**About this task:**
Search the records for "match". Report every line where it occurs.

++++ Extracted material

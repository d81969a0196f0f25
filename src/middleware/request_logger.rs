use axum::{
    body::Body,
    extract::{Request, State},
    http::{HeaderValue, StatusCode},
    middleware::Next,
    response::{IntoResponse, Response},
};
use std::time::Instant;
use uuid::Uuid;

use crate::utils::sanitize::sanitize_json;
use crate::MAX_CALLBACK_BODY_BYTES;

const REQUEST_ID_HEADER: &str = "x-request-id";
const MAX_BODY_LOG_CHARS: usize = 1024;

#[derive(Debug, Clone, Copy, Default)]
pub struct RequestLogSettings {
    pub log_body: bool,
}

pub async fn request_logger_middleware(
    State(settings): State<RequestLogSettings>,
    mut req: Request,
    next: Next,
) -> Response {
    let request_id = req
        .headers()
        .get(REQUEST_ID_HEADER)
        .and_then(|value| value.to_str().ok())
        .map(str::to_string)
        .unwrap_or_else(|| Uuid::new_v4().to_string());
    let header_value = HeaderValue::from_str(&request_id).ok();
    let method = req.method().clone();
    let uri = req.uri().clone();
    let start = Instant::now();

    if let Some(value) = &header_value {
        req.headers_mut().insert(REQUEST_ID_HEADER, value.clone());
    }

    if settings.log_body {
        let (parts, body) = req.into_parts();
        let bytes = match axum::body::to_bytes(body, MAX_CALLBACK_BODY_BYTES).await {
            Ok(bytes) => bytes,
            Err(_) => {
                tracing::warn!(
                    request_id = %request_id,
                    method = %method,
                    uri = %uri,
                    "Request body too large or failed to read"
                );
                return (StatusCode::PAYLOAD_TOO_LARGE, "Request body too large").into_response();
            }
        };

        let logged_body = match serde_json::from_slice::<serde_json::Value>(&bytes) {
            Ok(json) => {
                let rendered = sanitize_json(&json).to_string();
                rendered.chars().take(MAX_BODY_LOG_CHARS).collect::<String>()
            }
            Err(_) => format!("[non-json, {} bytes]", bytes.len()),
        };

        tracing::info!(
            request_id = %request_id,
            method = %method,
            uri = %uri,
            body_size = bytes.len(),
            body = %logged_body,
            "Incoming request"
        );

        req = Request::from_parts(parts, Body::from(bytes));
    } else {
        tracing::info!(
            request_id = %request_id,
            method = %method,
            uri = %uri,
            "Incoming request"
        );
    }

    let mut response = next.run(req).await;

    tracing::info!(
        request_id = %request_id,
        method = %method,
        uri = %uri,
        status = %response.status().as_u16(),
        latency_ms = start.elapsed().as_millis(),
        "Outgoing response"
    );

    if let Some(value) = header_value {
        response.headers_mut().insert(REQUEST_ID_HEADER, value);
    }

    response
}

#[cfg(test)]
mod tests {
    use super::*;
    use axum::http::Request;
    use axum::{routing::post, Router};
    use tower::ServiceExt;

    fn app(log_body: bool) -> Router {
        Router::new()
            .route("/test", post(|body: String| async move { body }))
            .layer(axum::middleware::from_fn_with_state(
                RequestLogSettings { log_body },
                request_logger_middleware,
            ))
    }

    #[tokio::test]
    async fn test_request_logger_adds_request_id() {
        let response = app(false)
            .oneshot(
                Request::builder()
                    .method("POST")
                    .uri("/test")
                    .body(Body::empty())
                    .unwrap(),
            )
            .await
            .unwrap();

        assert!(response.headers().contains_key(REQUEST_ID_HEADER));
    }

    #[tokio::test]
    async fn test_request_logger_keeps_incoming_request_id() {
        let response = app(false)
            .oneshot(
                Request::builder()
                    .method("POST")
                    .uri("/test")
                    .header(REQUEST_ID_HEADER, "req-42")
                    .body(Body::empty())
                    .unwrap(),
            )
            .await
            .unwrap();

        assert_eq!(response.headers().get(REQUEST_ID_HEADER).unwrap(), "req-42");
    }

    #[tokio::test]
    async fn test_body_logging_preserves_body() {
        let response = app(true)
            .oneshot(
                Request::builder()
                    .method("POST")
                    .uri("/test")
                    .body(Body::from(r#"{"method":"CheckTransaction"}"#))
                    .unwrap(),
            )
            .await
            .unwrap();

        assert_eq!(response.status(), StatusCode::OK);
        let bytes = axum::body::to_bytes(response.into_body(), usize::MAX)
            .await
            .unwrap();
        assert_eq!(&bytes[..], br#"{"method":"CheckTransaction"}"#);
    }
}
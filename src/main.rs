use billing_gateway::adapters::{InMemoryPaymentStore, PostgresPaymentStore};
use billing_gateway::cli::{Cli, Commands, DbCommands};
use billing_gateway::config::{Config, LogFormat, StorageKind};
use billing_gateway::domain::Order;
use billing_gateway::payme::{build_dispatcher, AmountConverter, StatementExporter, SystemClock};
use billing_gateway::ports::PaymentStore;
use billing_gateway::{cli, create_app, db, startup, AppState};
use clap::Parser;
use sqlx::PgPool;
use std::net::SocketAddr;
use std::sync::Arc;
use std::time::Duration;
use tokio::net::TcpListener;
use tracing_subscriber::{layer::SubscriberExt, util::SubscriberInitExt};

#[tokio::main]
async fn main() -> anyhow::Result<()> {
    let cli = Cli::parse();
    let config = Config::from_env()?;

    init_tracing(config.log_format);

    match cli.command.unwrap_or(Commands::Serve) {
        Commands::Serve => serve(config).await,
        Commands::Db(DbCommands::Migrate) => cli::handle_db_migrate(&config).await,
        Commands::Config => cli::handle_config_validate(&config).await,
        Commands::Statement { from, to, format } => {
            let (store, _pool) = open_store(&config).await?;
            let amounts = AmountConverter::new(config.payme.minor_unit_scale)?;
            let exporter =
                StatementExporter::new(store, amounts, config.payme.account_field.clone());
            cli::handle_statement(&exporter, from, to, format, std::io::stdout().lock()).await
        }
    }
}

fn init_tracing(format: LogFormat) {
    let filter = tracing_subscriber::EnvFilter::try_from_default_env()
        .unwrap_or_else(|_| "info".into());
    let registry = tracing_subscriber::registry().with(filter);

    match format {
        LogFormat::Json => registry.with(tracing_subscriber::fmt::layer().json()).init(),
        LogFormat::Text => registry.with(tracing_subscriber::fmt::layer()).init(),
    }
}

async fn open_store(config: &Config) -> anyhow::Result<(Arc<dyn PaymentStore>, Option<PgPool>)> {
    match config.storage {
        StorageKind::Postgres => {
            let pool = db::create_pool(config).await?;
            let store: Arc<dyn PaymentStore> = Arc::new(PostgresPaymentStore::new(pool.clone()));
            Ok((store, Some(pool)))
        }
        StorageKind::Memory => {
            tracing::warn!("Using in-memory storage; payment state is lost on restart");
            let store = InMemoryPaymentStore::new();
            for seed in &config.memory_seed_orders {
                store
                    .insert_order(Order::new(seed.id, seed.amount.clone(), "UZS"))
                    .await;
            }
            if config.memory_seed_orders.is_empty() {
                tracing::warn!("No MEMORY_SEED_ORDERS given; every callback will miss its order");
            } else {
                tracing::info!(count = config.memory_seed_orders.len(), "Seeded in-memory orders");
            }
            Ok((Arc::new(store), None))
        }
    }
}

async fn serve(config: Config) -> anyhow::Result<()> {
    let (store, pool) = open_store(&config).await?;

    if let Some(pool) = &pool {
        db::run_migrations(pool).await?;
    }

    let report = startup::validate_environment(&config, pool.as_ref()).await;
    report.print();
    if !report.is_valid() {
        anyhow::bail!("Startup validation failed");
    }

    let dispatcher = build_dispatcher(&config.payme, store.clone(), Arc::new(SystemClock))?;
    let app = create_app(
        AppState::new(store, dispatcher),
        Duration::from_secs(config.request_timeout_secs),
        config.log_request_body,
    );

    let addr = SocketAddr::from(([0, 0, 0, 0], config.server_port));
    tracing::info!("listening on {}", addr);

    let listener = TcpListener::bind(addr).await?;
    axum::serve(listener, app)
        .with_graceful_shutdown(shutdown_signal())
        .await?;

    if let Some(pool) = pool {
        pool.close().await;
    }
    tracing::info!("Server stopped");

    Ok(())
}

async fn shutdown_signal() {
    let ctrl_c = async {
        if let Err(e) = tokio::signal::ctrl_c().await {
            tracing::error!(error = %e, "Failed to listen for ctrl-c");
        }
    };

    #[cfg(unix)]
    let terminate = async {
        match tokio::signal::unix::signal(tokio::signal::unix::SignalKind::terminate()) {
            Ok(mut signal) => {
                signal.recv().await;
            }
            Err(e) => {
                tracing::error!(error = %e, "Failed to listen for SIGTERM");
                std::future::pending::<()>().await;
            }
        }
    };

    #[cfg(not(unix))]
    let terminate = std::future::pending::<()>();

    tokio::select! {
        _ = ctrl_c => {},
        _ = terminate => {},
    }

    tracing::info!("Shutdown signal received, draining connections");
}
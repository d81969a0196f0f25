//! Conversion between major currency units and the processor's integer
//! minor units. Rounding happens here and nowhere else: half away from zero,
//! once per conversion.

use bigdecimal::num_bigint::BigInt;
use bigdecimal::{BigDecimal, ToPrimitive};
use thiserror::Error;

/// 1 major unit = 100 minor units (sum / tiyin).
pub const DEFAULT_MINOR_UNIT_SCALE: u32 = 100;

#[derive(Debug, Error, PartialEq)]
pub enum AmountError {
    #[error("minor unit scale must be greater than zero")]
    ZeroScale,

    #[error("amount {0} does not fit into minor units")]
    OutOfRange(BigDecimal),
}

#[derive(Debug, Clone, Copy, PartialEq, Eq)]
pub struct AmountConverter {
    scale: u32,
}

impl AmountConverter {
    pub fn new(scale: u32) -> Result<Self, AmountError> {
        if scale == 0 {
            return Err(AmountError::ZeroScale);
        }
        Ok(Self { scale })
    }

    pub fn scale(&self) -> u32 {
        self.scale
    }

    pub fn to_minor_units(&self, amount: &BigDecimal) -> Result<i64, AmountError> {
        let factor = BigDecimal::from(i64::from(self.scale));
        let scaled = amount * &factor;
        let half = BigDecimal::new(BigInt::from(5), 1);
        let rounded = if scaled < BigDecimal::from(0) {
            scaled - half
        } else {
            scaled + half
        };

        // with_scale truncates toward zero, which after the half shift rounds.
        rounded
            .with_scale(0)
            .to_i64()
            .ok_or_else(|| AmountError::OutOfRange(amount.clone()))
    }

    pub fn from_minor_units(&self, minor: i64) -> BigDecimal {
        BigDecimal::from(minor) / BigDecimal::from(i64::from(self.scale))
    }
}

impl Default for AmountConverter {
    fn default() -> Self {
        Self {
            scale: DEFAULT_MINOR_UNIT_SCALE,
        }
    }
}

++++++++
++++ Extracted material

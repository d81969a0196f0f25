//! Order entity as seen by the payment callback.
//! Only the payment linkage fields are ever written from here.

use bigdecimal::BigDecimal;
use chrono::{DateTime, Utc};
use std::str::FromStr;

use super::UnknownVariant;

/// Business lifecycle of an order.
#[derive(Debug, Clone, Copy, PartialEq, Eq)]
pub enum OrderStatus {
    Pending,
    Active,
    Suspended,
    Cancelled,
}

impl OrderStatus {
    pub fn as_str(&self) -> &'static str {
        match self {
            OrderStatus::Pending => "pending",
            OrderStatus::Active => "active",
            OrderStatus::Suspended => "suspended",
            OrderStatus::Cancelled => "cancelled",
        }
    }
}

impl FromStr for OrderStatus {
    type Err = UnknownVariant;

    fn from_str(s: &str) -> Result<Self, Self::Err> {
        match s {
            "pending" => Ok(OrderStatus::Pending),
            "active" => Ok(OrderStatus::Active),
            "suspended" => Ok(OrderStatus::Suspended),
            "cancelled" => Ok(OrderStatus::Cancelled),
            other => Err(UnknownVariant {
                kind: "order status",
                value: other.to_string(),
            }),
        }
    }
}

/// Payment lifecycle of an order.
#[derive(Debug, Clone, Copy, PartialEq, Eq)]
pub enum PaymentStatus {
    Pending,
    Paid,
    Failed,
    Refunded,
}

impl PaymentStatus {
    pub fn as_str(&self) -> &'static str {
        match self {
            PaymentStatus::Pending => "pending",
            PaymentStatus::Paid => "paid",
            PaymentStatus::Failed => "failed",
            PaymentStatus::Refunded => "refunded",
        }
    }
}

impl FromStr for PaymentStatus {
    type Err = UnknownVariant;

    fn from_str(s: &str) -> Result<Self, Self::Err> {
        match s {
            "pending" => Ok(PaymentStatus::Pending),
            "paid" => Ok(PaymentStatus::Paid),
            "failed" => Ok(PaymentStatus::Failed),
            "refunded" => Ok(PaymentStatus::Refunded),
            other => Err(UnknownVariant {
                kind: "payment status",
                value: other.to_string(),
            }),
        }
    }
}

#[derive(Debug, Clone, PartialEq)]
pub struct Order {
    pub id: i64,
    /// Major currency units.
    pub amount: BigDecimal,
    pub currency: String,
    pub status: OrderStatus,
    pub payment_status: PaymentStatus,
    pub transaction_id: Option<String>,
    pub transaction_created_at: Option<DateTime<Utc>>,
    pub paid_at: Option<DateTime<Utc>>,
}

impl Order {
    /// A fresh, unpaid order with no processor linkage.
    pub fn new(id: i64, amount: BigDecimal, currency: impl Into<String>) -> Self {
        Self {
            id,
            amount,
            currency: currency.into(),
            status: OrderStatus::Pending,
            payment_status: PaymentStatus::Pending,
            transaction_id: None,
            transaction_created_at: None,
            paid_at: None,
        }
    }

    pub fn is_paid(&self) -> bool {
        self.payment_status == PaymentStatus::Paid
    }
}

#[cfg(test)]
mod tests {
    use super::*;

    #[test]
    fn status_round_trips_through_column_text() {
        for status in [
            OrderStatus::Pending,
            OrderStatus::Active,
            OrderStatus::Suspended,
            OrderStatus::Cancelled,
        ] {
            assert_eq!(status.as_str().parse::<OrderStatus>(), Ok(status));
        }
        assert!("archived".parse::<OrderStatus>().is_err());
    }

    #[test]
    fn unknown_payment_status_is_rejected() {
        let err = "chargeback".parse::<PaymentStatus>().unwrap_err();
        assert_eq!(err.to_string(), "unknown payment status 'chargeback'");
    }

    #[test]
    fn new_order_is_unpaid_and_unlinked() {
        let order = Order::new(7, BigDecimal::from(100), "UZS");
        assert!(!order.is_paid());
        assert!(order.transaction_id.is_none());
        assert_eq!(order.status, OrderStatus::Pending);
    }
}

++++++++

**Solved exercise:**
        let bytes = match axum::body::to_bytes(body, MAX_CALLBACK_BODY_BYTES).await {
        let logged_body = match serde_json::from_slice::<serde_json::Value>(&bytes) {
    match cli.command.unwrap_or(Commands::Serve) {
    match format {
    match config.storage {
        match tokio::signal::unix::signal(tokio::signal::unix::SignalKind::terminate()) {
        match self {
        match s {
        match self {
        match s {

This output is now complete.